##### RECORDS SUPPLIED
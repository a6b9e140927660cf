//! Generation against a local model server, with offline fallback disabled.
//!
//! This example shows how to:
//! - Load configuration from the environment
//! - Run several test types concurrently against a live backend
//! - Handle partial results and fatal errors
//!
//! # Running
//!
//! ```bash
//! export TESTGEN_PROVIDER=ollama
//! export OLLAMA_BASE_URL="http://localhost:11434"
//! export TESTGEN_MODEL=llama3
//! cargo run --example local_server_generation
//! ```

use std::time::Duration;
use testgen_llm::{
    FallbackPolicy, GenError, GenerationRequest, GeneratorConfig, OutputFormat, Priority,
    TestCaseGenerator, TestLevel, TestSpecification, TestType, TicketContent,
};
use tracing_subscriber::EnvFilter;

#[tokio::main]
async fn main() -> anyhow::Result<()> {
    tracing_subscriber::fmt()
        .with_env_filter(
            EnvFilter::try_from_default_env().unwrap_or_else(|_| EnvFilter::new("testgen_llm=info")),
        )
        .init();

    let config = GeneratorConfig {
        fallback: FallbackPolicy::Disabled,
        ..GeneratorConfig::from_env()?
    };
    let generator = TestCaseGenerator::from_config(&config)?;
    println!("Using backend: {}", generator.client().provider_name());

    let ticket = TicketContent {
        raw_description: "As an administrator, I want to export the audit log as CSV".to_string(),
        acceptance_criteria_text: "1. The export contains every event from the selected range
2. Ranges longer than 90 days are rejected
3. Only administrators can start an export"
            .to_string(),
        ..TicketContent::default()
    };
    let spec = TestSpecification::new(
        [TestType::Functional, TestType::Security, TestType::Api],
        TestLevel::Integration,
        OutputFormat::Pytest,
        Priority::Medium,
    )?;
    let request = GenerationRequest::new(ticket, spec).with_timeout(Duration::from_secs(90));

    match generator.run(&request).await {
        Ok(output) => {
            println!("{}", output.rendered);
            if output.is_partial() {
                println!("\nSkipped:");
                for skipped in &output.skipped {
                    println!("  {skipped}");
                }
            }
        }
        Err(error @ GenError::NothingProduced { .. }) => {
            eprintln!("No test type produced cases: {error}");
        }
        Err(error) => {
            eprintln!("{}", error.user_message());
            return Err(error.into());
        }
    }

    Ok(())
}
//! HTTP transport shared by the network backends
//!
//! Posts a JSON body and returns the raw response text. Non-success
//! statuses are mapped onto [`GenError`] so the retry executor can tell
//! transient failures from permanent ones.

use crate::error::{GenError, GenResult};
use crate::logging::{log_debug, log_error};

use serde::Serialize;
use std::time::Instant;

#[derive(Debug, Clone, Default)]
pub struct HttpTransport {
    client: reqwest::Client,
}

impl HttpTransport {
    pub fn new() -> Self {
        Self {
            client: reqwest::Client::new(),
        }
    }

    /// POST `body` as JSON, with a bearer token when `api_key` is set.
    pub async fn post_json<B: Serialize + ?Sized>(
        &self,
        url: &str,
        api_key: Option<&str>,
        body: &B,
    ) -> GenResult<String> {
        let started = Instant::now();
        let mut request = self.client.post(url).json(body);
        if let Some(key) = api_key {
            request = request.bearer_auth(key);
        }

        let response = request.send().await.map_err(|e| map_transport_error(url, e))?;

        log_debug!(
            url = %url,
            status = response.status().as_u16(),
            duration_ms = started.elapsed().as_millis(),
            "Backend responded"
        );

        if !response.status().is_success() {
            return Err(handle_error_response(response).await);
        }

        response.text().await.map_err(|e| {
            log_error!(error = %e, "Failed to read response body");
            GenError::response_parsing_error(format!("Failed to read response: {e}"))
        })
    }
}

fn map_transport_error(url: &str, error: reqwest::Error) -> GenError {
    log_error!(
        url = %url,
        error = %error,
        "HTTP request failed"
    );

    if error.is_timeout() {
        return GenError::timeout(0);
    }
    if error.is_builder() {
        return GenError::configuration_error(format!("Invalid request to {url}: {error}"));
    }
    GenError::request_failed(format!("Request failed: {error}"), None, Some(Box::new(error)))
}

/// Map non-success HTTP responses onto the error taxonomy
async fn handle_error_response(response: reqwest::Response) -> GenError {
    let status = response.status();
    let headers = response.headers().clone();
    let error_text = response
        .text()
        .await
        .unwrap_or_else(|_| "Unknown error".to_string());

    log_error!(
        status = %status,
        error_text = %error_text,
        "Backend error response"
    );

    match status.as_u16() {
        401 | 403 => GenError::provider_auth_failure(format!("{status}: {error_text}")),
        408 => GenError::timeout(0),
        429 => {
            let retry_after_seconds = headers
                .get("retry-after")
                .and_then(|h| h.to_str().ok())
                .and_then(|s| s.parse::<u64>().ok())
                .unwrap_or(60);

            GenError::rate_limit_exceeded(retry_after_seconds)
        }
        code @ 400..=499 => GenError::malformed_request(code, error_text),
        code => GenError::request_failed(
            format!("Backend error {status}: {error_text}"),
            Some(code),
            None,
        ),
    }
}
##########
DIRECTIONS:
Keeping every line exactly as it is, retype the entries shown above.

WRITTEN SOLUTION:
repository a6b9e140927660cf
//! Generation against a local model server, with offline fallback disabled.
//!
//! This example shows how to:
//! - Load configuration from the environment
//! - Run several test types concurrently against a live backend
//! - Handle partial results and fatal errors
//!
//! # Running
//!
//! ```bash
//! export TESTGEN_PROVIDER=ollama
//! export OLLAMA_BASE_URL="http://localhost:11434"
//! export TESTGEN_MODEL=llama3
//! cargo run --example local_server_generation
//! ```

use std::time::Duration;
use testgen_llm::{
    FallbackPolicy, GenError, GenerationRequest, GeneratorConfig, OutputFormat, Priority,
    TestCaseGenerator, TestLevel, TestSpecification, TestType, TicketContent,
};
use tracing_subscriber::EnvFilter;

#[tokio::main]
async fn main() -> anyhow::Result<()> {
    tracing_subscriber::fmt()
        .with_env_filter(
            EnvFilter::try_from_default_env().unwrap_or_else(|_| EnvFilter::new("testgen_llm=info")),
        )
        .init();

    let config = GeneratorConfig {
        fallback: FallbackPolicy::Disabled,
        ..GeneratorConfig::from_env()?
    };
    let generator = TestCaseGenerator::from_config(&config)?;
    println!("Using backend: {}", generator.client().provider_name());

    let ticket = TicketContent {
        raw_description: "As an administrator, I want to export the audit log as CSV".to_string(),
        acceptance_criteria_text: "1. The export contains every event from the selected range
2. Ranges longer than 90 days are rejected
3. Only administrators can start an export"
            .to_string(),
        ..TicketContent::default()
    };
    let spec = TestSpecification::new(
        [TestType::Functional, TestType::Security, TestType::Api],
        TestLevel::Integration,
        OutputFormat::Pytest,
        Priority::Medium,
    )?;
    let request = GenerationRequest::new(ticket, spec).with_timeout(Duration::from_secs(90));

    match generator.run(&request).await {
        Ok(output) => {
            println!("{}", output.rendered);
            if output.is_partial() {
                println!("\nSkipped:");
                for skipped in &output.skipped {
                    println!("  {skipped}");
                }
            }
        }
        Err(error @ GenError::NothingProduced { .. }) => {
            eprintln!("No test type produced cases: {error}");
        }
        Err(error) => {
            eprintln!("{}", error.user_message());
            return Err(error.into());
        }
    }

    Ok(())
}
//! HTTP transport shared by the network backends
//!
//! Posts a JSON body and returns the raw response text. Non-success
//! statuses are mapped onto [`GenError`] so the retry executor can tell
//! transient failures from permanent ones.

use crate::error::{GenError, GenResult};
use crate::logging::{log_debug, log_error};

use serde::Serialize;
use std::time::Instant;

#[derive(Debug, Clone, Default)]
pub struct HttpTransport {
    client: reqwest::Client,
}

impl HttpTransport {
    pub fn new() -> Self {
        Self {
            client: reqwest::Client::new(),
        }
    }

    /// POST `body` as JSON, with a bearer token when `api_key` is set.
    pub async fn post_json<B: Serialize + ?Sized>(
        &self,
        url: &str,
        api_key: Option<&str>,
        body: &B,
    ) -> GenResult<String> {
        let started = Instant::now();
        let mut request = self.client.post(url).json(body);
        if let Some(key) = api_key {
            request = request.bearer_auth(key);
        }

        let response = request.send().await.map_err(|e| map_transport_error(url, e))?;

        log_debug!(
            url = %url,
            status = response.status().as_u16(),
            duration_ms = started.elapsed().as_millis(),
            "Backend responded"
        );

        if !response.status().is_success() {
            return Err(handle_error_response(response).await);
        }

        response.text().await.map_err(|e| {
            log_error!(error = %e, "Failed to read response body");
            GenError::response_parsing_error(format!("Failed to read response: {e}"))
        })
    }
}

fn map_transport_error(url: &str, error: reqwest::Error) -> GenError {
    log_error!(
        url = %url,
        error = %error,
        "HTTP request failed"
    );

    if error.is_timeout() {
        return GenError::timeout(0);
    }
    if error.is_builder() {
        return GenError::configuration_error(format!("Invalid request to {url}: {error}"));
    }
    GenError::request_failed(format!("Request failed: {error}"), None, Some(Box::new(error)))
}

/// Map non-success HTTP responses onto the error taxonomy
async fn handle_error_response(response: reqwest::Response) -> GenError {
    let status = response.status();
    let headers = response.headers().clone();
    let error_text = response
        .text()
        .await
        .unwrap_or_else(|_| "Unknown error".to_string());

    log_error!(
        status = %status,
        error_text = %error_text,
        "Backend error response"
    );

    match status.as_u16() {
        401 | 403 => GenError::provider_auth_failure(format!("{status}: {error_text}")),
        408 => GenError::timeout(0),
        429 => {
            let retry_after_seconds = headers
                .get("retry-after")
                .and_then(|h| h.to_str().ok())
                .and_then(|s| s.parse::<u64>().ok())
                .unwrap_or(60);

            GenError::rate_limit_exceeded(retry_after_seconds)
        }
        code @ 400..=499 => GenError::malformed_request(code, error_text),
        code => GenError::request_failed(
            format!("Backend error {status}: {error_text}"),
            Some(code),
            None,
        ),
    }
}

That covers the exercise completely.